Archive for January 30th, 2008
Filed under: Earnings reports, Forecasts, Products and services, Management, Consumer experience, Competitive strategy, Starbucks (SBUX), Marketing and advertising, McDonald’s (MCD)
It has definitely been a rocky earnings season thus far, and on Monday, fast food giant McDonalds Corp. (NYSE: MCD) will get its turn to impress Wall Street when it reports its fourth quarter numbers. Shares of the company traded up slightly on Friday in anticipation of the upcoming event. Shares finished the day up 0.19% to $54.10.
So what exactly are analysts expecting to hear from McDonalds for the quarter? Consensus estimates for the company ’s most recent quarter are running at 71 cents per share. During the fourth quarter of 2006 the company had actual earnings of 61 cents per share, so Wall Street is looking for a slightly higher than 16% jump year over year.
One thing that we have the ability to definitely expect to hear more about during the quarterly conference call will be the company’s plan to start offering mochas, lattes, cappuccinos, and espressos at all of its American locations. This is a strong move by the company to break into the coffee market, but has met some resistance from store owners.
The coffee move was first introduced back in November, and at first, store owners were pretty hesitant, citing the approximate $100,000 cost tag to get stores fitted with all the necessary equipment. As Douglas McIntyre wrote earlier this month, the company thinks that by adding coffee bars and baristas it will eventually be able to add on about $1 billion in annual sales. This is a direct attack on Starbucks (NASDAQ: SBUX) which has been struggling to keep its market share over the past year.
What are the analysts saying? Citi Investment Research analyst Glen Petraglia says that McDonalds remains his top pick in the restaurant sector. Stating that the stock isn’t exactly what he would call “cheap,” Petraglia says that he still feels that the downside is pretty limited on this one.

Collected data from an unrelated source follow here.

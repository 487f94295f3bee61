use std::collections::BTreeMap;

use serde::{Deserialize, Serialize};

use retail_core::{DomainError, DomainResult, ProductId};
use retail_inventory::StockLedger;
use retail_products::{Product, ProductLookup};

/// Order session lifecycle. A session settles at most once.
#[derive(Debug, Clone, Copy, PartialEq, Eq, Serialize, Deserialize)]
#[serde(rename_all = "lowercase")]
pub enum OrderStatus {
    Open,
    Committed,
}

/// Accumulates unit reservations against a shop and a warehouse, then deducts
/// them from the warehouse in one commit.
///
/// The session holds the warehouse mutably for its whole lifetime, so no other
/// code can change stock between a reservation check and the commit.
pub struct OrderSession<'a, C: ?Sized, S: ?Sized> {
    shop: &'a C,
    warehouse: &'a mut S,
    pending: BTreeMap<ProductId, u64>,
    status: OrderStatus,
}

impl<'a, C, S> OrderSession<'a, C, S>
where
    C: ProductLookup + ?Sized,
    S: StockLedger + ?Sized,
{
    pub fn new(shop: &'a C, warehouse: &'a mut S) -> Self {
        Self {
            shop,
            warehouse,
            pending: BTreeMap::new(),
            status: OrderStatus::Open,
        }
    }

    pub fn status(&self) -> OrderStatus {
        self.status
    }

    pub fn is_committed(&self) -> bool {
        self.status == OrderStatus::Committed
    }

    /// Units of `id` reserved so far.
    pub fn pending_quantity(&self, id: &ProductId) -> u64 {
        self.pending.get(id).copied().unwrap_or(0)
    }

    pub fn pending(&self) -> impl Iterator<Item = (&ProductId, u64)> + '_ {
        self.pending.iter().map(|(id, quantity)| (id, *quantity))
    }

    pub fn total_units(&self) -> u64 {
        self.pending.values().sum()
    }

    /// Read-only view of the warehouse this session settles against.
    pub fn warehouse(&self) -> &S {
        &*self.warehouse
    }

    /// Reserve one unit of `id`. Returns the new pending count for `id`.
    ///
    /// On error the pending reservations are unchanged.
    pub fn reserve(&mut self, id: &ProductId) -> DomainResult<u64> {
        self.ensure_open()?;

        if let Err(err) = self.shop.get(id) {
            tracing::warn!(product_id = %id, "reservation rejected: not sold in this shop");
            return Err(DomainError::unavailable_in_shop(id.clone(), err));
        }
        if let Err(err) = self.warehouse.get(id) {
            tracing::warn!(product_id = %id, "reservation rejected: not carried by this warehouse");
            return Err(DomainError::unavailable_in_warehouse(id.clone(), err));
        }

        let available = self.warehouse.quantity_of(id)?;
        let requested = self.pending_quantity(id) + 1;
        if requested > available {
            tracing::warn!(product_id = %id, requested, available, "reservation rejected");
            return Err(DomainError::InsufficientStock {
                id: id.clone(),
                requested,
                available,
            });
        }

        self.pending.insert(id.clone(), requested);
        tracing::debug!(product_id = %id, pending = requested, "unit reserved");
        Ok(requested)
    }

    /// Deduct every pending unit from the warehouse and settle the session.
    ///
    /// All pending quantities are checked against current stock before the
    /// first unit is taken; if any falls short nothing is deducted and the
    /// session stays open. Returns the taken units.
    ///
    /// If the warehouse still fails a take after that check, the units already
    /// taken stay deducted and the session is settled anyway, so a retry can
    /// never deduct them twice.
    pub fn commit(&mut self) -> DomainResult<Vec<Product>> {
        self.ensure_open()?;

        for (id, &requested) in &self.pending {
            let available = self.warehouse.quantity_of(id)?;
            if requested > available {
                tracing::warn!(product_id = %id, requested, available, "commit rejected");
                return Err(DomainError::InsufficientStock {
                    id: id.clone(),
                    requested,
                    available,
                });
            }
        }

        let mut taken = Vec::with_capacity(self.pending.values().sum::<u64>() as usize);
        for (id, &quantity) in &self.pending {
            for _ in 0..quantity {
                match self.warehouse.take_unit(id) {
                    Ok(unit) => taken.push(unit),
                    Err(err) => {
                        self.status = OrderStatus::Committed;
                        tracing::error!(
                            product_id = %id,
                            units_taken = taken.len(),
                            error = %err,
                            "commit failed mid-deduction; session settled without rollback"
                        );
                        return Err(err);
                    }
                }
            }
        }

        self.status = OrderStatus::Committed;
        tracing::info!(
            products = self.pending.len(),
            units = taken.len(),
            "order committed"
        );
        Ok(taken)
    }

    fn ensure_open(&self) -> DomainResult<()> {
        if self.is_committed() {
            return Err(DomainError::SessionAlreadyCommitted);
        }
        Ok(())
    }
}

The last time that the company reported earnings was back on October 19, when it matched Wall Street estimates with 61 cents per share. To find the last time that the company was unable to at least come in in-line with analyst estimates you would have to look all the way back to January 2005, when it missed estimates for its fourth quarter 2004 by one penny.
Will the trend continue for McDonalds, or will we see a repeat of fourth quarter 2004. We’ll find out early Monday morning, and will update you as soon as the numbers come in, as well as gage Wall Street’s reaction to the quarterly numbers.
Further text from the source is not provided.